It's been a funny old summer in Hollywood. It's also likely to be a record one with the summer movie releases already grossing $3.6bn, and likely to beat the all-time high of $4.3bn before the season is out. Nothing very funny about that.
What is odd is that four of the five biggest films, Transformers 2, Star Trek, Up and The Hangover, had no real star names. At the same time, films with the likes of Eddie Murphy, Will Ferrell and Jack Black did badly. And John Travolta and Denzel Washington couldn't save an ill-advised remake of the Seventies thriller The Taking of Pelham 1 2 3.

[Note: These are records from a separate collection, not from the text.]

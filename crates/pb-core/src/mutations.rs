//! Mutation engine: pure snapshot → snapshot transforms.
//!
//! Every operation borrows the current [`Document`] and returns
//! `Some(next)` with the edit applied to a private copy, or `None` when the
//! operation does not apply (unknown id, non-container target, boundary
//! move). The input snapshot is never touched, which is what lets the
//! history stack keep earlier snapshots without copying them at capture
//! time.
//!
//! Callers that need "always a document" semantics can write
//! `op(&doc, ..).unwrap_or(doc)`.

use crate::id::NodeId;
use crate::model::*;
use crate::tree::{self, find_node, find_node_mut, find_siblings_mut};
use serde::{Deserialize, Serialize};

/// Prop key a promoted background image is written to.
pub const BACKGROUND_IMAGE_PROP: &str = "backgroundImage";

// ─── Structural operations ───────────────────────────────────────────────

/// Append `node` to the root sequence, or to the children of the container
/// `parent`. `node` must already carry fresh ids.
pub fn add_component(doc: &Document, node: Node, parent: Option<NodeId>) -> Option<Document> {
    let Some(parent_id) = parent else {
        let mut next = doc.clone();
        next.components.push(node);
        return Some(next);
    };

    match find_node(&doc.components, parent_id) {
        Some(target) if target.is_container() => {}
        Some(_) => {
            log::debug!("add_component: {parent_id} is not a container");
            return None;
        }
        None => {
            log::debug!("add_component: parent {parent_id} not found");
            return None;
        }
    }

    let mut next = doc.clone();
    let target = find_node_mut(&mut next.components, parent_id)?;
    target.children.get_or_insert_with(Vec::new).push(node);
    Some(next)
}

/// Remove the node with `id` and its whole subtree, wherever it lives.
pub fn remove_component(doc: &Document, id: NodeId) -> Option<Document> {
    if !tree::contains(&doc.components, id) {
        log::debug!("remove_component: {id} not found");
        return None;
    }
    let mut next = doc.clone();
    tree::detach(&mut next.components, id)?;
    Some(next)
}

/// Apply a partial update to the node with `id`.
///
/// A props-only patch shallow-merges into the existing props; a `Null`
/// value removes that key. A patch that carries `kind` or `children`
/// replaces those fields (and `props`, if given) wholesale. In both cases
/// `name` and `placement` are applied when present.
pub fn update_component(doc: &Document, id: NodeId, patch: &NodePatch) -> Option<Document> {
    if !tree::contains(&doc.components, id) {
        log::debug!("update_component: {id} not found");
        return None;
    }
    let mut next = doc.clone();
    let node = find_node_mut(&mut next.components, id)?;

    if patch.is_props_merge() {
        if let Some(props) = &patch.props {
            merge_props(&mut node.props, props);
        }
    } else {
        if let Some(kind) = patch.kind {
            node.kind = kind;
        }
        if let Some(props) = &patch.props {
            node.props = props
                .iter()
                .filter(|(_, v)| !v.is_null())
                .map(|(k, v)| (k.clone(), v.clone()))
                .collect();
        }
        if node.kind.is_container() {
            if let Some(children) = &patch.children {
                node.children = Some(children.clone());
            }
        } else if patch.children.as_ref().is_some_and(|c| !c.is_empty()) {
            log::warn!("update_component: dropping children supplied for leaf {id}");
        }
        node.normalize();
    }

    if let Some(name) = &patch.name {
        node.name = Some(name.clone());
    }
    if let Some(placement) = &patch.placement {
        node.placement.get_or_insert_with(Placement::default).merge(placement);
    }
    Some(next)
}

fn merge_props(target: &mut Props, update: &Props) {
    for (key, value) in update {
        if value.is_null() {
            target.remove(key);
        } else {
            target.insert(key.clone(), value.clone());
        }
    }
}

/// Merge `order` / `alignSelf` into the node's placement hint.
pub fn update_child_placement(doc: &Document, id: NodeId, placement: Placement) -> Option<Document> {
    if !tree::contains(&doc.components, id) {
        log::debug!("update_child_placement: {id} not found");
        return None;
    }
    let mut next = doc.clone();
    let node = find_node_mut(&mut next.components, id)?;
    node.placement.get_or_insert_with(Placement::default).merge(&placement);
    Some(next)
}

/// Swap the node with its previous or next sibling. `None` at either end
/// of the sibling vector.
pub fn move_component(doc: &Document, id: NodeId, direction: MoveDirection) -> Option<Document> {
    let loc = tree::find_node_and_parent(&doc.components, id)?;
    let len = match loc.parent {
        Some(parent) => parent.children().len(),
        None => doc.components.len(),
    };
    let neighbor = match direction {
        MoveDirection::Previous => loc.index.checked_sub(1)?,
        MoveDirection::Next if loc.index + 1 < len => loc.index + 1,
        MoveDirection::Next => return None,
    };

    let mut next = doc.clone();
    let (siblings, index) = find_siblings_mut(&mut next.components, id)?;
    siblings.swap(index, neighbor);
    Some(next)
}

/// Set the display name of the node with `id`. An empty name clears it.
pub fn rename_component(doc: &Document, id: NodeId, name: &str) -> Option<Document> {
    if !tree::contains(&doc.components, id) {
        log::debug!("rename_component: {id} not found");
        return None;
    }
    let mut next = doc.clone();
    let node = find_node_mut(&mut next.components, id)?;
    node.name = (!name.is_empty()).then(|| name.to_string());
    Some(next)
}

/// Move a node under a different container (or to root level when
/// `new_parent` is `None`) at `index`, clamped to the end.
///
/// Refuses targets that are leaves, the node itself, or one of its own
/// descendants.
pub fn reparent_component(
    doc: &Document,
    id: NodeId,
    new_parent: Option<NodeId>,
    index: Option<usize>,
) -> Option<Document> {
    if !tree::contains(&doc.components, id) {
        return None;
    }
    if let Some(parent_id) = new_parent {
        let target = find_node(&doc.components, parent_id)?;
        if !target.is_container()
            || parent_id == id
            || tree::is_descendant_of(&doc.components, id, parent_id)
        {
            log::debug!("reparent_component: {parent_id} is not a valid parent for {id}");
            return None;
        }
    }

    let mut next = doc.clone();
    let node = tree::detach(&mut next.components, id)?;
    let siblings = match new_parent {
        Some(parent_id) => find_node_mut(&mut next.components, parent_id)?
            .children
            .get_or_insert_with(Vec::new),
        None => &mut next.components,
    };
    let at = index.unwrap_or(siblings.len()).min(siblings.len());
    siblings.insert(at, node);
    Some(next)
}

// ─── Background promotion ────────────────────────────────────────────────

/// Turn the image child `image_id` of `container_id` into the container's
/// background: the child is removed, its `src` becomes
/// `backgroundImage: url(...)`, and the node itself is parked on the
/// container so [`restore_background_child`] can undo the promotion.
pub fn promote_child_to_background(
    doc: &Document,
    container_id: NodeId,
    image_id: NodeId,
) -> Option<Document> {
    let container = find_node(&doc.components, container_id)?;
    if !container.is_container() || container.background_source.is_some() {
        return None;
    }
    let index = container.children().iter().position(|c| c.id == image_id)?;
    let image = &container.children()[index];
    let src = image.props.get("src").and_then(PropValue::as_str)?;
    if image.kind != ComponentType::Image || src.is_empty() {
        return None;
    }
    let background = format!("url({src})");

    let mut next = doc.clone();
    let container = find_node_mut(&mut next.components, container_id)?;
    let image = container.children.as_mut()?.remove(index);
    container
        .props
        .insert(BACKGROUND_IMAGE_PROP.to_string(), PropValue::Str(background));
    container.background_source = Some(Box::new(image));
    Some(next)
}

/// Reverse of [`promote_child_to_background`]: the parked image goes back
/// as the container's first child and the background is cleared.
pub fn restore_background_child(doc: &Document, container_id: NodeId) -> Option<Document> {
    let container = find_node(&doc.components, container_id)?;
    container.background_source.as_ref()?;

    let mut next = doc.clone();
    let container = find_node_mut(&mut next.components, container_id)?;
    let image = container.background_source.take()?;
    container.props.remove(BACKGROUND_IMAGE_PROP);
    container
        .children
        .get_or_insert_with(Vec::new)
        .insert(0, *image);
    Some(next)
}

// ─── Page-level operations ───────────────────────────────────────────────

/// Shallow-merge into the page styles.
pub fn set_page_styles(doc: &Document, styles: &Styles) -> Option<Document> {
    let mut next = doc.clone();
    for (key, value) in styles {
        next.styles.insert(key.clone(), value.clone());
    }
    Some(next)
}

pub fn set_page_name(doc: &Document, name: &str) -> Option<Document> {
    let mut next = doc.clone();
    next.name = name.to_string();
    Some(next)
}

// ─── Mutation values ─────────────────────────────────────────────────────

/// A mutation as a value, so controllers can route every edit through one
/// commit path.
#[derive(Debug, Clone, PartialEq, Serialize, Deserialize)]
#[serde(tag = "op", rename_all = "camelCase")]
pub enum Mutation {
    Add {
        node: Box<Node>,
        parent: Option<NodeId>,
    },
    Remove {
        id: NodeId,
    },
    Update {
        id: NodeId,
        patch: NodePatch,
    },
    UpdatePlacement {
        id: NodeId,
        placement: Placement,
    },
    Move {
        id: NodeId,
        direction: MoveDirection,
    },
    Rename {
        id: NodeId,
        name: String,
    },
    Reparent {
        id: NodeId,
        parent: Option<NodeId>,
        index: Option<usize>,
    },
    PromoteToBackground {
        container: NodeId,
        image: NodeId,
    },
    RestoreBackground {
        container: NodeId,
    },
    SetPageStyles {
        styles: Styles,
    },
    SetPageName {
        name: String,
    },
}

impl Mutation {
    /// Apply to `doc`, returning the next snapshot or `None` for a no-op.
    pub fn apply(&self, doc: &Document) -> Option<Document> {
        match self {
            Mutation::Add { node, parent } => add_component(doc, (**node).clone(), *parent),
            Mutation::Remove { id } => remove_component(doc, *id),
            Mutation::Update { id, patch } => update_component(doc, *id, patch),
            Mutation::UpdatePlacement { id, placement } => {
                update_child_placement(doc, *id, *placement)
            }
            Mutation::Move { id, direction } => move_component(doc, *id, *direction),
            Mutation::Rename { id, name } => rename_component(doc, *id, name),
            Mutation::Reparent { id, parent, index } => {
                reparent_component(doc, *id, *parent, *index)
            }
            Mutation::PromoteToBackground { container, image } => {
                promote_child_to_background(doc, *container, *image)
            }
            Mutation::RestoreBackground { container } => restore_background_child(doc, *container),
            Mutation::SetPageStyles { styles } => set_page_styles(doc, styles),
            Mutation::SetPageName { name } => set_page_name(doc, name),
        }
    }

    /// Short description for undo/redo affordances.
    pub fn label(&self) -> &'static str {
        match self {
            Mutation::Add { .. } => "add component",
            Mutation::Remove { .. } => "remove component",
            Mutation::Update { .. } => "update component",
            Mutation::UpdatePlacement { .. } => "update placement",
            Mutation::Move { .. } => "move component",
            Mutation::Rename { .. } => "rename component",
            Mutation::Reparent { .. } => "reparent component",
            Mutation::PromoteToBackground { .. } => "set image as background",
            Mutation::RestoreBackground { .. } => "restore background image",
            Mutation::SetPageStyles { .. } => "page styles",
            Mutation::SetPageName { .. } => "page name",
        }
    }
}
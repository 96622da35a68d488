//! WASM bridge for the page builder: exposes the editing engine to the
//! browser front end.
//!
//! Compiled via `wasm-pack build --target web`. Methods return plain
//! booleans, ids or JSON strings; the front end re-reads the document with
//! [`PbEditor::document_json`] after every call that reports a change.

pub mod console;
pub mod storage;

use pb_core::schema::{self, ControlKind};
use pb_core::{ComponentType, MoveDirection, NodeId, NodePatch, Placement, Props, Styles, prebuilt};
use pb_editor::{
    Clipboard, DocumentRepository, Editor, EditorConfig, EditorError, MemoryRepository,
    ShortcutAction, ShortcutMap,
};
use serde_json::{Value, json};
use std::cell::RefCell;
use std::rc::Rc;
use storage::LocalStorageRepository;
use wasm_bindgen::prelude::*;

/// Clipboard shared with the bridge, so copies can be handed to JS for the
/// asynchronous system clipboard.
#[derive(Clone, Default)]
struct SharedClipboard(Rc<RefCell<Option<String>>>);

impl SharedClipboard {
    fn take(&self) -> Option<String> {
        self.0.borrow_mut().take()
    }
}

impl Clipboard for SharedClipboard {
    fn write_text(&self, text: &str) -> Result<(), EditorError> {
        *self.0.borrow_mut() = Some(text.to_string());
        Ok(())
    }

    fn read_text(&self) -> Result<String, EditorError> {
        self.0
            .borrow()
            .clone()
            .ok_or_else(|| EditorError::Clipboard("clipboard is empty".into()))
    }
}

/// The WASM-facing editor controller. All interaction from the front end
/// goes through this struct.
#[wasm_bindgen]
pub struct PbEditor {
    editor: Editor,
    clipboard: SharedClipboard,
}
pub mod error;
pub mod export;
pub mod id;
pub mod model;
pub mod mutations;
pub mod prebuilt;
pub mod resolve;
pub mod schema;
pub mod transcode;
pub mod tree;

pub use error::{InvariantError, TranscodeError};
pub use export::{ExportConfig, to_html, to_json};
pub use id::NodeId;
pub use model::*;
pub use mutations::Mutation;
pub use resolve::resolve_target;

These and other summer oddities were examined in detail by Variety magazine this week, with the implication that things might never be quite the same again in the changing film industry. It also questioned the importance of critics, noting that Transformers 2 has been the year's top grossing film, taking $819m, despite receiving the year's worst reviews. Add to that the fact that the producers of G.I. Joe, starring Sienna Miller, didn't even bother to give critics a screening and opened to a take of $54.7m, and no caring parent is going to advise their little one to be a film critic.
The diminishing importance to box-office takings of stars and critics is of some interest, though I suspect the next cycle will find both back in vogue. What struck me of far greater, and more lasting, importance concerned the fate of our very own Sacha Baron Cohen's film, Brüno. It had a good opening day on the Friday it was released in America, but the next day suffered a 39 per cent drop in takings. Gone it seems are the days when studio executives could calculate the whole opening weekend takings on the basis of Friday's numbers.
The reason is word of mouth. People who have seen the film are telling friends who haven't whether or not to bother. That always happened, of course, but it used to happen more slowly. Now Twitter, texting and Facebook mean that the word spreads within minutes of the movie finishing. The tweets about Sacha should have made his ears burn, as they must have been pretty awful.
I think I'd rather be John Travolta than Baron Cohen at this point. A movie star with a bit of nous can always blame the critics for putting off a potentially large audience. But when the reviews are reasonable and the opening night audience is good and the next night's is dismal, who do you blame? Blaming your regular movie-goers for having the gall to give their opinions to their friends doesn't look too cool.
Hollywood is in some ways just waking up to what has been evident for a few years now with texting and Facebook, though the rise of Twitter must have accelerated people power, and contributed to the bafflement of studio executives.
It marks a turning point for the film industry: one of the great technologies of the 20th century at the mercy of the technologies of the 21st century. Hype, marketing and publicity will count for less and less. People will decide whether or not to see a film on the advice of their peer group. And if film history records that the first great test case involved Baron Cohen, well, he likes people being publicly humiliated, doesn't he.
Age is no barrier on stage
Alan Bennett was once asked what was the most offensive T-shirt imaginable. He replied that it would be one that said: "I hate Judi Dench".
He's right. One does not insult a national treasure. but I am a little surprised that Sir Peter Hall has cast her to play Titania in A Midsummer Night's Dream at the Rose Theatre, Kingston, next year. Dame Judi played the same role in 1962, when she was 28 (pictured).
That was also for Sir Peter – recasting her now after a mere 47 years. Titania, a highly feisty, highly frisky queen of the fairies is usually played by a thirty-something. Dame Judi will be 75 next year. It will certainly give the scene where she makes overt sexual advances at Bottom in an ass's head an unusual frisson.
Earlier this week, my colleague Terence Blacker was sceptical about the enterprise. But at least Sir Peter has shown the BBC that on the stage, unlike on television, you are never too old – for anything.
Mr Dylan, you're nicked
If this were Have I Got News For You, the question might be which is the odd one out: Bob Dylan, Mick Jagger, Keith Richards or Paul McCartney? The answer is Dylan. All four Sixties stars have been arrested, but Dylan was the only one that the arresting officer failed to recognise.
A 22-year-old policewoman in Long Branch, New Jersey, nicked the singer a few days ago after he was seen acting suspiciously. She did not recognise him, nor did she recognise his name when he produced his identity papers. Even his famously expressionless face must have cracked at that point.
The policewoman then radioed her senior officers, who fell about laughing. One said he would lend her some albums, and she was once more confused. She'd never heard of vinyl either.
That incident will probably be immortalised in a Dylan song. It should also be immortalised in rock history. It was the moment that the times most definitely changed.